::: Material provided
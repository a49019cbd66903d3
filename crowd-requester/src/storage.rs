use crate::{config::Config, error::RemoteError};
use chrono::{DateTime, Utc};
use itertools::Itertools;
use serde::{Deserialize, Serialize};

#[derive(Debug, Clone, PartialEq, Serialize, Deserialize)]
pub struct ObjectSummary {
  pub key: String,
  pub size: u64,
  pub last_modified: DateTime<Utc>,
}

#[derive(Debug, Clone, PartialEq, Serialize, Deserialize)]
pub struct ObjectPage {
  pub objects: Vec<ObjectSummary>,
  pub next_token: Option<String>,
}

/// Object storage used to keep archived results off the local machine
pub trait ObjectStore: Sync {
  type Client: ObjectStoreClient;

  /// Sessions are opened with `client.storage_profile_name`, which may differ from the marketplace
  /// profile
  fn connect(&self, profile_name: &str) -> Result<Self::Client, RemoteError>;
}

pub trait ObjectStoreClient {
  fn put_object(&mut self, bucket: &str, key: &str, body: Vec<u8>) -> Result<(), RemoteError>;

  fn get_object(&mut self, bucket: &str, key: &str) -> Result<Vec<u8>, RemoteError>;

  /// One page of the objects under `prefix`
  fn list_objects(
    &mut self,
    bucket: &str,
    prefix: &str,
    next_token: Option<&str>,
  ) -> Result<ObjectPage, RemoteError>;
}

/// Where a batch lives in object storage: `<bucket>/<base prefix>/<project_name>/<batch_id>/`
#[derive(Debug, Clone, PartialEq, Eq)]
pub struct ObjectLocation {
  pub bucket: String,
  pub prefix: String,
}

impl ObjectLocation {
  /// `None` unless `experiment.storage_location` names at least a bucket
  pub fn from_config(config: &Config) -> Option<Self> {
    let experiment = &config.experiment;
    let mut segments = experiment
      .storage_location
      .split('/')
      .filter(|segment| !segment.is_empty());

    let bucket = segments.next()?.to_string();

    let prefix = segments
      .chain(vec![experiment.project_name.as_str(), experiment.batch_id.as_str()])
      .filter(|segment| !segment.is_empty())
      .join("/");

    Some(ObjectLocation { bucket, prefix })
  }

  pub fn key(&self, name: &str) -> String {
    if self.prefix.is_empty() {
      name.to_string()
    } else {
      format!("{}/{}", self.prefix, name)
    }
  }
}

/// Every object under `location`, oldest first
pub fn list_location<C: ObjectStoreClient>(
  client: &mut C,
  location: &ObjectLocation,
) -> Result<Vec<ObjectSummary>, RemoteError> {
  let mut objects = vec![];
  let mut next_token: Option<String> = None;

  loop {
    let page = client.list_objects(&location.bucket, &location.prefix, next_token.as_deref())?;

    objects.extend(page.objects);

    match page.next_token {
      Some(token) => next_token = Some(token),
      None => break,
    }
  }

  objects.sort_by_key(|object| object.last_modified);

  Ok(objects)
}

#[cfg(test)]
mod tests {
  use super::*;

  fn config(storage_location: &str, project_name: &str) -> Config {
    let raw = format!(
      "experiment:\n  batch_id: batch_7\n  project_name: '{}'\n  storage_location: '{}'\n",
      project_name, storage_location
    );

    Config::from_yaml_str(&raw, &[]).unwrap()
  }

  #[test]
  fn it_builds_object_keys() {
    let location =
      ObjectLocation::from_config(&config("crowd-bucket/results/2021", "signs")).unwrap();

    assert_eq!(location.bucket, "crowd-bucket");
    assert_eq!(location.prefix, "results/2021/signs/batch_7");
    assert_eq!(location.key("log.txt"), "results/2021/signs/batch_7/log.txt");
  }

  #[test]
  fn it_skips_empty_segments() {
    let location = ObjectLocation::from_config(&config("crowd-bucket", "")).unwrap();

    assert_eq!(location.prefix, "batch_7");
    assert_eq!(location.key("log.txt"), "batch_7/log.txt");
  }

  #[test]
  fn it_requires_a_bucket() {
    assert_eq!(ObjectLocation::from_config(&config("", "signs")), None);
  }
}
::::::
[Exercise objective] Exact copies of the lines from the start of the data up to the line holding "pub struct ObjectLocation", both included, are all that is needed.

[Exercise response]
repository a49019cbd66903d3
filename crowd-requester/src/storage.rs
use crate::{config::Config, error::RemoteError};
use chrono::{DateTime, Utc};
use itertools::Itertools;
use serde::{Deserialize, Serialize};

#[derive(Debug, Clone, PartialEq, Serialize, Deserialize)]
pub struct ObjectSummary {
  pub key: String,
  pub size: u64,
  pub last_modified: DateTime<Utc>,
}

#[derive(Debug, Clone, PartialEq, Serialize, Deserialize)]
pub struct ObjectPage {
  pub objects: Vec<ObjectSummary>,
  pub next_token: Option<String>,
}

/// Object storage used to keep archived results off the local machine
pub trait ObjectStore: Sync {
  type Client: ObjectStoreClient;

  /// Sessions are opened with `client.storage_profile_name`, which may differ from the marketplace
  /// profile
  fn connect(&self, profile_name: &str) -> Result<Self::Client, RemoteError>;
}

pub trait ObjectStoreClient {
  fn put_object(&mut self, bucket: &str, key: &str, body: Vec<u8>) -> Result<(), RemoteError>;

  fn get_object(&mut self, bucket: &str, key: &str) -> Result<Vec<u8>, RemoteError>;

  /// One page of the objects under `prefix`
  fn list_objects(
    &mut self,
    bucket: &str,
    prefix: &str,
    next_token: Option<&str>,
  ) -> Result<ObjectPage, RemoteError>;
}

/// Where a batch lives in object storage: `<bucket>/<base prefix>/<project_name>/<batch_id>/`
#[derive(Debug, Clone, PartialEq, Eq)]
pub struct ObjectLocation {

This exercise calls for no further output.